Wagtail Space rocked, rolled, and coded in Cleveland
From talks to beers to sprints, here's our recap of some of the best moments from Wagtail Space US.
The weather may have been mostly grey in Cleveland, but the inside of the Cleveland Public Library was very green from all the Wagtailers who took over the second floor. Hosted this year by CodeRed, Wagtail Space US brought together around 30 in-person attendees and over 300 people online from around the world to hear 15 talks about all the fabulous things people are doing with Wagtail.
Not one dull moment in this lineup
With emcee Dawn Wages from The Wharton School wearing a special shirt and at least one speaker wearing lucky socks, this year's talk lineup had some familiar faces mixed in with newcomers. Everyone was eager to share their Wagtail discoveries.
The day began with a review of the State of Wagtail from core contributor Thibaud Colas of Torchbox. Matt Westcott from Torchbox, one of the original developers of Wagtail, also walked us through the evolving philosophy that powers the development of Wagtail.
The highlights from Day 1 included enthusiastic cheering for the demo of Coen van der Kamp's Wagtail Guide project, an in-depth tour of the new Wagtail page editor design from Phil Dexter and Ben Enright, and a crash course in Wagtail packages from Tim Allen of Wharton Research Data Services. Torchboxer Meagen Voss (yes, that's me) finished off the day with a talk full of tips for Wagtail beginners.

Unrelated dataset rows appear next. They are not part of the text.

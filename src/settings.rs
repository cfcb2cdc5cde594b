// print-sheet: per-item layout settings

use crate::error::{LayoutError, Result};
use serde::{Deserialize, Serialize};
use std::fmt;

/// Caller-chosen identity of a source item (file name, upload key, ...).
#[derive(Debug, Clone, PartialEq, Eq, Hash, Serialize, Deserialize)]
#[serde(transparent)]
pub struct ItemId(String);

impl ItemId {
    pub fn new(id: impl Into<String>) -> Self {
        ItemId(id.into())
    }

    pub fn as_str(&self) -> &str {
        &self.0
    }
}

impl fmt::Display for ItemId {
    fn fmt(&self, f: &mut fmt::Formatter<'_>) -> fmt::Result {
        f.write_str(&self.0)
    }
}

impl From<&str> for ItemId {
    fn from(s: &str) -> Self {
        ItemId(s.to_string())
    }
}

/// How the rendering layer fits an item's content into its rectangle.
#[derive(Debug, Clone, Copy, Default, PartialEq, Eq, Hash, Serialize, Deserialize)]
#[serde(rename_all = "lowercase")]
pub enum FitMode {
    /// Preserve aspect ratio inside the rect
    #[default]
    Contain,
    /// Fill the rect, cropping the overflow
    Cover,
    /// Fill the rect, distorting aspect ratio
    Stretch,
}

impl FitMode {
    pub fn label(self) -> &'static str {
        match self {
            FitMode::Contain => "contain",
            FitMode::Cover => "cover",
            FitMode::Stretch => "stretch",
        }
    }
}

/// Repeat count, footprint and fit mode for one source item.
#[derive(Debug, Clone, Copy, PartialEq, Eq, Serialize, Deserialize)]
#[serde(rename_all = "camelCase")]
pub struct ItemSettings {
    pub repeat_count: u32,
    pub span_cols: u32,
    pub span_rows: u32,
    pub fit_mode: FitMode,
}

impl Default for ItemSettings {
    fn default() -> Self {
        ItemSettings {
            repeat_count: 1,
            span_cols: 1,
            span_rows: 1,
            fit_mode: FitMode::Contain,
        }
    }
}

impl ItemSettings {
    /// Build settings, rejecting zero spans.
    pub fn new(repeat_count: u32, span_cols: u32, span_rows: u32, fit_mode: FitMode) -> Result<Self> {
        let settings = ItemSettings {
            repeat_count,
            span_cols,
            span_rows,
            fit_mode,
        };
        settings.validate()?;
        Ok(settings)
    }

    pub fn validate(&self) -> Result<()> {
        if self.span_cols == 0 {
            return Err(LayoutError::invalid("spanCols must be at least 1"));
        }
        if self.span_rows == 0 {
            return Err(LayoutError::invalid("spanRows must be at least 1"));
        }
        Ok(())
    }
}

/// A source item together with its settings.
#[derive(Debug, Clone, PartialEq, Eq, Serialize, Deserialize)]
pub struct SheetItem {
    pub id: ItemId,
    pub settings: ItemSettings,
}

impl SheetItem {
    pub fn new(id: impl Into<String>, settings: ItemSettings) -> Self {
        SheetItem {
            id: ItemId::new(id),
            settings,
        }
    }

    /// One copy, 1x1, contain.
    pub fn single(id: impl Into<String>) -> Self {
        SheetItem::new(id, ItemSettings::default())
    }
}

On Day 2, Kalob Taulien (aka, the Tutorial Guy) started us off in-person with Wagtail vs. Wordpress. Then three remote speakers brought us talks from Jakarta, Amsterdam, and Italy with Sage Abdullah of Torchbox showing off his work on JSONField in Wagtail, Tommaso Amici demonstrating headless Wagtail for JavaScript frontends, and Patrick Arminio debuting his Strawberry GraphQL library.

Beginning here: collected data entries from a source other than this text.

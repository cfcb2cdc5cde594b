// print-sheet: sheet geometry and slot-to-pixel mapping

use crate::error::{LayoutError, Result};
use crate::grid::GridDimensions;
use crate::settings::FitMode;
use serde::{Deserialize, Serialize};

// ============================================================================
// Constants
// ============================================================================

/// US Letter dimensions in mm
pub const LETTER_WIDTH_MM: f32 = 215.9;
pub const LETTER_HEIGHT_MM: f32 = 279.4;

/// ISO A4 dimensions in mm
pub const A4_WIDTH_MM: f32 = 210.0;
pub const A4_HEIGHT_MM: f32 = 297.0;

/// US Legal dimensions in mm
pub const LEGAL_WIDTH_MM: f32 = 215.9;
pub const LEGAL_HEIGHT_MM: f32 = 355.6;

pub const DEFAULT_MARGIN_MM: f32 = 5.0;
pub const DEFAULT_GAP_MM: f32 = 2.0;

/// Screen preview scale
pub const DEFAULT_SCALE_PX_PER_MM: f32 = 3.5;

// ============================================================================
// Sheet Geometry
// ============================================================================

/// Standard page sizes.
#[derive(Debug, Clone, Copy, Default, PartialEq, Eq, Serialize, Deserialize)]
#[serde(rename_all = "lowercase")]
pub enum PagePreset {
    #[default]
    Letter,
    A4,
    Legal,
}

impl PagePreset {
    /// (width, height) in mm, portrait.
    pub fn size_mm(self) -> (f32, f32) {
        match self {
            PagePreset::Letter => (LETTER_WIDTH_MM, LETTER_HEIGHT_MM),
            PagePreset::A4 => (A4_WIDTH_MM, A4_HEIGHT_MM),
            PagePreset::Legal => (LEGAL_WIDTH_MM, LEGAL_HEIGHT_MM),
        }
    }
}

/// Physical sheet parameters used to turn grid slots into rectangles.
#[derive(Debug, Clone, Copy, PartialEq, Serialize, Deserialize)]
#[serde(rename_all = "camelCase")]
pub struct SheetGeometry {
    pub page_width_mm: f32,
    pub page_height_mm: f32,
    pub margin_mm: f32,
    pub gap_mm: f32,
    pub scale_px_per_mm: f32,
}

impl Default for SheetGeometry {
    fn default() -> Self {
        SheetGeometry::for_page(PagePreset::Letter)
    }
}

impl SheetGeometry {
    /// Preset page with the default margin, gap and scale.
    pub fn for_page(page: PagePreset) -> Self {
        let (page_width_mm, page_height_mm) = page.size_mm();
        SheetGeometry {
            page_width_mm,
            page_height_mm,
            margin_mm: DEFAULT_MARGIN_MM,
            gap_mm: DEFAULT_GAP_MM,
            scale_px_per_mm: DEFAULT_SCALE_PX_PER_MM,
        }
    }

    /// Reject values no sheet can have. Margins wider than the page are
    /// allowed and simply produce negative cell sizes.
    pub fn validate(&self) -> Result<()> {
        let fields = [
            ("pageWidthMm", self.page_width_mm),
            ("pageHeightMm", self.page_height_mm),
            ("marginMm", self.margin_mm),
            ("gapMm", self.gap_mm),
            ("scalePxPerMm", self.scale_px_per_mm),
        ];
        for (name, value) in fields {
            if !value.is_finite() {
                return Err(LayoutError::invalid(format!("{} must be finite", name)));
            }
            if value < 0.0 {
                return Err(LayoutError::invalid(format!("{} must not be negative, got {}", name, value)));
            }
        }
        if self.page_width_mm == 0.0 || self.page_height_mm == 0.0 {
            return Err(LayoutError::invalid("page size must be positive"));
        }
        if self.scale_px_per_mm == 0.0 {
            return Err(LayoutError::invalid("scalePxPerMm must be positive"));
        }
        Ok(())
    }

    pub fn page_width_px(&self) -> f32 {
        self.page_width_mm * self.scale_px_per_mm
    }

    pub fn page_height_px(&self) -> f32 {
        self.page_height_mm * self.scale_px_per_mm
    }
}

// ============================================================================
// Rectangles
// ============================================================================

/// Axis-aligned rectangle, origin at the top-left of the page.
#[derive(Debug, Clone, Copy, PartialEq, Serialize, Deserialize)]
pub struct Rect {
    pub left: f32,
    pub top: f32,
    pub width: f32,
    pub height: f32,
}

impl Rect {
    pub fn new(left: f32, top: f32, width: f32, height: f32) -> Self {
        Rect { left, top, width, height }
    }

    pub fn right(&self) -> f32 {
        self.left + self.width
    }

    pub fn bottom(&self) -> f32 {
        self.top + self.height
    }

    /// Same rectangle in mm, for a pixel rect at the given scale.
    pub fn to_mm(&self, scale_px_per_mm: f32) -> Rect {
        Rect {
            left: self.left / scale_px_per_mm,
            top: self.top / scale_px_per_mm,
            width: self.width / scale_px_per_mm,
            height: self.height / scale_px_per_mm,
        }
    }

    /// Strict interior overlap; shared edges do not count.
    pub fn overlaps(&self, other: &Rect) -> bool {
        self.left < other.right()
            && other.left < self.right()
            && self.top < other.bottom()
            && other.top < self.bottom()
    }

    /// Shared area of two rectangles, `None` when they only touch or miss.
    pub fn intersect(&self, other: &Rect) -> Option<Rect> {
        let left = self.left.max(other.left);
        let top = self.top.max(other.top);
        let right = self.right().min(other.right());
        let bottom = self.bottom().min(other.bottom());
        (right > left && bottom > top).then(|| Rect::new(left, top, right - left, bottom - top))
    }
}

// ============================================================================
// Coordinate Mapping
// ============================================================================

/// Base cell size in pixels.
#[derive(Debug, Clone, Copy, PartialEq, Serialize, Deserialize)]
pub struct CellSize {
    pub width: f32,
    pub height: f32,
}

/// Pixel metrics for one grid on one sheet.
#[derive(Debug, Clone, Copy, PartialEq)]
pub struct CellMetrics {
    pub margin_px: f32,
    pub gap_px: f32,
    pub usable_width: f32,
    pub usable_height: f32,
    pub cell: CellSize,
}

impl CellMetrics {
    pub fn new(geometry: &SheetGeometry, grid: &GridDimensions) -> Self {
        let scale = geometry.scale_px_per_mm;
        let margin_px = geometry.margin_mm * scale;
        let gap_px = geometry.gap_mm * scale;
        let usable_width = geometry.page_width_mm * scale - 2.0 * margin_px;
        let usable_height = geometry.page_height_mm * scale - 2.0 * margin_px;

        let cols = grid.cols as f32;
        let rows = grid.rows as f32;
        let cell = CellSize {
            width: (usable_width - gap_px * (cols - 1.0)) / cols,
            height: (usable_height - gap_px * (rows - 1.0)) / rows,
        };

        CellMetrics {
            margin_px,
            gap_px,
            usable_width,
            usable_height,
            cell,
        }
    }

    /// Rectangle for a placement anchored at (row, col).
    pub fn rect(&self, row: u32, col: u32, span_cols: u32, span_rows: u32) -> Rect {
        let CellSize { width: cell_w, height: cell_h } = self.cell;
        let gap = self.gap_px;
        Rect {
            left: self.margin_px + col as f32 * (cell_w + gap),
            top: self.margin_px + row as f32 * (cell_h + gap),
            width: cell_w * span_cols as f32 + gap * (span_cols as f32 - 1.0),
            height: cell_h * span_rows as f32 + gap * (span_rows as f32 - 1.0),
        }
    }
}

// ============================================================================
// Content Fitting
// ============================================================================

/// Where to draw content inside a placement rect.
#[derive(Debug, Clone, Copy, PartialEq, Serialize)]
pub struct FitBox {
    /// Draw area; may extend past `clip` for cover
    pub draw: Rect,
    /// Region the drawing must be clipped to
    pub clip: Rect,
}

/// Fit content of the given intrinsic size into `rect`.
///
/// Content with a zero or non-finite dimension has no aspect ratio, so it
/// fills the rect.
pub fn fit_content(content_width: f32, content_height: f32, rect: Rect, mode: FitMode) -> FitBox {
    let valid = content_width.is_finite()
        && content_height.is_finite()
        && content_width > 0.0
        && content_height > 0.0;
    if !valid || mode == FitMode::Stretch || rect.width <= 0.0 || rect.height <= 0.0 {
        return FitBox { draw: rect, clip: rect };
    }

    let aspect_ratio = content_width / content_height;
    let rect_ratio = rect.width / rect.height;
    let (width, height) = match mode {
        // Height-constrained when the rect is wider than the content
        FitMode::Contain if rect_ratio > aspect_ratio => (rect.height * aspect_ratio, rect.height),
        FitMode::Contain => (rect.width, rect.width / aspect_ratio),
        FitMode::Cover if rect_ratio > aspect_ratio => (rect.width, rect.width / aspect_ratio),
        FitMode::Cover => (rect.height * aspect_ratio, rect.height),
        FitMode::Stretch => (rect.width, rect.height),
    };

    let draw = Rect {
        left: rect.left + (rect.width - width) / 2.0,
        top: rect.top + (rect.height - height) / 2.0,
        width,
        height,
    };
    FitBox { draw, clip: rect }
}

After lunch, chart geeks drooled over the collapsible chart block demo by Sævar Öfjörð Magnússon and Arnar Tumi Þorsteinsson of Overcast and gamification fans marveled over the games-based courses designed by Sarah Toms of Wharton Interactive. NASA JPL developers Stephanie C. Smith and Addison Hardy also made every DevOps person in room jealous with the one-click site deploy feature in their multi-tenant Wagtail setup. A standout talk of the afternoon was the call to action by Vince Salvino of CodeRed for building a fuller ecosystem around Wagtail.
Where's there's lightning, there's fire
Both days had 5-minute lighting talks that ranged from silly to serious. Tim Allen immediately seized everyone's attention with the fiery warning label on his talk about a massively bad idea to deploy a website on AWS Lambda with SQLite. Other highlights from the lightning round included Harris Lapiroff showing how the Freedom of the Press Foundation uses Wagtail to track press incident data, Strother Scott's talk about troubleshooting real-life birds (not online ones like Wagtail), and Stephanie C. Smith sharing programming-based music she created with a unique instrument called "the bell controller."
What's a bar again?
Because this was the first conference many of the in-person attendees had come to in around two years, more than a few of us forgot how bars are supposed to work. Fortunately, it only took a few drinks and some tasty pretzels at Masthead Brewery for us to remember. Then much fun was had by all.
Meanwhile, many of the online attendees socialized by showing off pictures of their furry (and not-so-furry) friends at home on the Wagtail Slack (which made this post author very envious) and bantering back and forth on the Wagtail Live feed. People chimed in to join us from Portugal, Jakarta, Senegal, the Netherlands, France, Uruguay and many more countries across the globe.
Thank you so very much to our hosts, all of the organizers, and the volunteers who helped make Wagtail Space US happen. We look forward to seeing you all again soon! Don't forget, there's another Wagtail Space coming up in June in the Netherlands.